* GOAL OF THE EXERCISE *
Every line of the data below that holds the string "impl" needs to be reported.

(Collected data)
▼
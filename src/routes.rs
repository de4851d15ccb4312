use std::fmt;

/// Client-side routes
#[derive(Debug, Clone, Copy, PartialEq, Eq)]
pub enum Route {
    Dashboard,
    Properties,
    Rentals,
    Settings,
    Auth,
    NotFound,
}

impl Route {
    /// Route for a URL path; query strings and a trailing slash are ignored
    pub fn parse(path: &str) -> Self {
        let path = path.split(['?', '#']).next().unwrap_or_default();
        let trimmed = path.trim_end_matches('/');
        match trimmed {
            "" => Route::Dashboard,
            "/properties" => Route::Properties,
            "/rentals" => Route::Rentals,
            "/settings" => Route::Settings,
            "/auth" => Route::Auth,
            _ => Route::NotFound,
        }
    }

    pub fn path(&self) -> &'static str {
        match self {
            Route::Dashboard => "/",
            Route::Properties => "/properties",
            Route::Rentals => "/rentals",
            Route::Settings => "/settings",
            Route::Auth => "/auth",
            Route::NotFound => "*",
        }
    }

    pub fn requires_auth(&self) -> bool {
        !matches!(self, Route::Auth | Route::NotFound)
    }

    /// Where a navigation actually lands given the session state
    pub fn resolve(path: &str, authenticated: bool) -> Self {
        let route = Route::parse(path);
        if route.requires_auth() && !authenticated {
            Route::Auth
        } else {
            route
        }
    }
}

impl fmt::Display for Route {
    fn fmt(&self, f: &mut fmt::Formatter<'_>) -> fmt::Result {
        f.write_str(self.path())
    }
}

#[cfg(test)]
mod tests {
    use super::*;

    #[test]
    fn test_parse() {
        assert_eq!(Route::parse("/"), Route::Dashboard);
        assert_eq!(Route::parse("/rentals/"), Route::Rentals);
        assert_eq!(Route::parse("/auth?reset=true"), Route::Auth);
        assert_eq!(Route::parse("/nope"), Route::NotFound);
    }

    #[test]
    fn test_unauthenticated_redirects_to_auth() {
        assert_eq!(Route::resolve("/properties", false), Route::Auth);
        assert_eq!(Route::resolve("/properties", true), Route::Properties);
        assert_eq!(Route::resolve("/auth", false), Route::Auth);
        assert_eq!(Route::resolve("/missing", false), Route::NotFound);
    }
}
▲
* RESPONSE AREA *
impl Route {
impl fmt::Display for Route {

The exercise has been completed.